Эраст Петрович сказал вот что:

— Долгонько д-добирались, Варвара Андреевна. Много интересного пропустили. Сразу же по получении вашей т-телеграммы я распорядился провести тщательный осмотр палатки и личных вещей убитого. Ничего особенно любопытного не нашли. А позавчера из Букарешта доставили находившиеся при Лукане бумаги. И что вы д-думаете?

Вара боязливо подняла глаза, впервые посмотрев титулярному советнику в лицо. Жалости или, того хуже, презрения в фандоринском взгляде не прочла — лишь сосредоточенность и, пожалуй, азарт. Облегчение тут же сменилось стыдом: тянула время, страшась возвращения в лагерь, нюни распускала из-за своего драгоценного реноме, а о деле и думать забыла, эгоистка.

— Говорите же! — поторопила она Фандорина, с интересом наблюдавшего за слезинкой, что медленно катилась по Вариной щеке.

— Вы уж п-простите великодушно, что втравил вас в этакую историю, — виновато произнес Эраст Петрович. — Всякого ожидал, но т-такого…

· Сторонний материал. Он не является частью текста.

//! Core data types for the fabula story generation pipeline.
//!
//! This crate provides the data model shared by the completion clients, the
//! classifier and the auto-correction orchestrator.

#![forbid(unsafe_code)]
#![warn(missing_docs)]

mod attempt;
mod message;
mod observability;
mod provider;
mod request;
mod result;
mod role;
mod verdict;

pub use attempt::Attempt;
pub use message::{Message, MessageBuilder};
pub use observability::{ObservabilityConfig, init_observability, init_observability_with_config};
pub use provider::Provider;
pub use request::{CompletionRequest, CompletionRequestBuilder, DecodingParams};
pub use result::{FailureKind, GenerationResult, TaskResult};
pub use role::Role;
pub use verdict::Verdict;
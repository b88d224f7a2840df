//! Closed provider dispatch.

use crate::{OpenAiClient, ZelloClient};
use async_trait::async_trait;
use fabula_config::FabulaConfig;
use fabula_core::{Message, Provider};
use fabula_error::ProviderResult;
use fabula_interface::CompletionDriver;
use tracing::{debug, instrument};

/// A completion client for exactly one provider, chosen at construction.
#[derive(Debug, Clone)]
pub enum CompletionClient {
    /// Zello MIND gateway
    Zello(ZelloClient),
    /// OpenAI API
    OpenAi(OpenAiClient),
}

impl CompletionClient {
    /// Build the client for `provider` from configuration.
    ///
    /// Fails before any network call when the provider's credential or base
    /// URL is missing.
    ///
    /// # Errors
    ///
    /// Returns `ConfigurationMissing` if the provider is not configured.
    #[instrument(skip(config))]
    pub fn from_config(config: &FabulaConfig, provider: Provider) -> ProviderResult<Self> {
        let client = match provider {
            Provider::Zello => CompletionClient::Zello(ZelloClient::from_config(config)?),
            Provider::OpenAi => CompletionClient::OpenAi(OpenAiClient::from_config(config)?),
        };
        debug!(provider = %provider, model = client.model_name(), "Completion client ready");
        Ok(client)
    }

    /// Build the client for the configured default provider.
    ///
    /// # Errors
    ///
    /// Returns `ConfigurationMissing` if the provider is not configured.
    pub fn from_default(config: &FabulaConfig) -> ProviderResult<Self> {
        Self::from_config(config, config.default_provider)
    }

    /// The provider behind this client.
    pub fn provider(&self) -> Provider {
        match self {
            CompletionClient::Zello(_) => Provider::Zello,
            CompletionClient::OpenAi(_) => Provider::OpenAi,
        }
    }
}

#[async_trait]
impl CompletionDriver for CompletionClient {
    async fn complete(&self, messages: &[Message]) -> ProviderResult<String> {
        match self {
            CompletionClient::Zello(client) => client.complete(messages).await,
            CompletionClient::OpenAi(client) => client.complete(messages).await,
        }
    }

    fn provider_name(&self) -> &'static str {
        self.provider().name()
    }

    fn model_name(&self) -> &str {
        match self {
            CompletionClient::Zello(client) => client.model_name(),
            CompletionClient::OpenAi(client) => client.model_name(),
        }
    }
}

— Что вы обнаружили в бумагах Лукана? — сердито перебила его Варя, чувствуя, что если разговор не свернет в деловое русло, она непременно разревется.

Собеседник то ли догадался о подобной возможности, то ли просто счел тему исчерпанной, но углубляться в букарештский эпизод не стал.

— Интереснейшие пометки в записной книжке. Вот, взгляните-ка.

Он достал из кармана кокетливую книжечку в парчовом переплете и открыл заложенную страничку. Вара пробежала глазами колонку цифр и букв:

19=Z—1500

20=Z—3400—i

21=J+5000 Z—800

22=Z—2900

23=J+5000 Z—700

24=Z—1100

25=J+5000 Z—1000

26=Z—300

27=J+5000 Z—2200

28=Z—1900

29=J+15000 Z+i

Прочла еще раз медленней, потом снова. Ужасно хотелось проявить остроту ума.

— Это шифр? Нет, нумерация идет подряд… Список? Номера полков? Количество солдат? Может быть, потери и пополнения? — зачастила Варя, наморщив лоб. — Значит, Лукан все-таки был шпион? Но что означают буквы — Z, J, i? А может, это формулы или уравнения?

— Вы льстите покойнику, Варвара Андреевна. Все гораздо проще. Если это и уравнения, то весьма незамысловатые. Правда, с одним неизвестным.

— Только с одним? — поразилась Варя.

— Посмотрите внимательней. В первой к-колонке, разумеется, числа, Лукан ставит после них двойную черточку. С 19 по 29 июля по западному стилю. Чем занимался полковник в эти дни?

— Откуда мне знать? Я же за ним не следила. — Варя подумала. — Ну, в штабе, наверно, был, на позиции ездил.

— Ни разу не видел, чтобы Лукан ездил на п-позиции. В основном встречал его т-только в одном месте.

— В клубе?

— Вот именно. И чем он там занимался?

— Да ничем, в карты резался.

— Б-браво, Варвара Андреевна.

Она взглянула на листок еще раз.

— Так это он карточные расчеты записывал! После Z минус, после J всегда плюс. Значит буквой Z он помечал проигрыши, а буквой J выигрыши? Только и всего? — Варя разочарованно пожала плечами. — но где ж здесь шпионаж?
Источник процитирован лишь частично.